The other thing that makes absolutely no sense to me is even described in the LO/OO help file:

""""
\n in the Search for text box stands for a line break that was inserted with the Shift+Enter key combination.
\n in the Replace with text box stands for a paragraph break that can be entered with the Enter or Return key.
""""

Really?  LO/OO treats \n as two totally different things depending on if it is in the search box or the replace box?  That is about as user-friendly as a cracked glass of nitroglycerin!  Wouldn't it have made more sense to keep \n as a paragraph break and invent something new or reuse something not used for a line break... maybe use \r or something?

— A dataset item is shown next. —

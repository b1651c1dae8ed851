pub mod domain;
pub mod error;
pub mod graphql;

I think the current behavior with at least the above example is horribly broken at worst and very poorly designed at best.  Seems to me to be a toss-up between a "bug" and an "enhancement".
Comment 7 Joel Madero 2015-05-02 15:41:22 UTC Comment hidden (obsolete)
Comment 8 MarjaE 2015-11-26 22:36:40 UTC
It's still an issue in 5.0.
Comment 9 y3kcjd5 2017-04-15 16:32:48 UTC
As far as I can tell, this remains unaddressed.
Comment 10 Marcel Partap 2017-10-02 06:37:22 UTC
I just hit the use case of pasting an email, searching for a solution I found several suggestions with none of them working, so after wasting nearly half an hour trying to `sudo make sandwich s/$/\n/g` I was left to replace paragraph with line breaks manually. \n representing a line break in search and a paragraph break when replacing is obviously & utterly silly.
Comment 11 Marcel Partap 2017-10-02 06:39:35 UTC
Oh and the workaround mentioned in several posts to just copy a line break and paste it into the replace field did not work on this linux rig.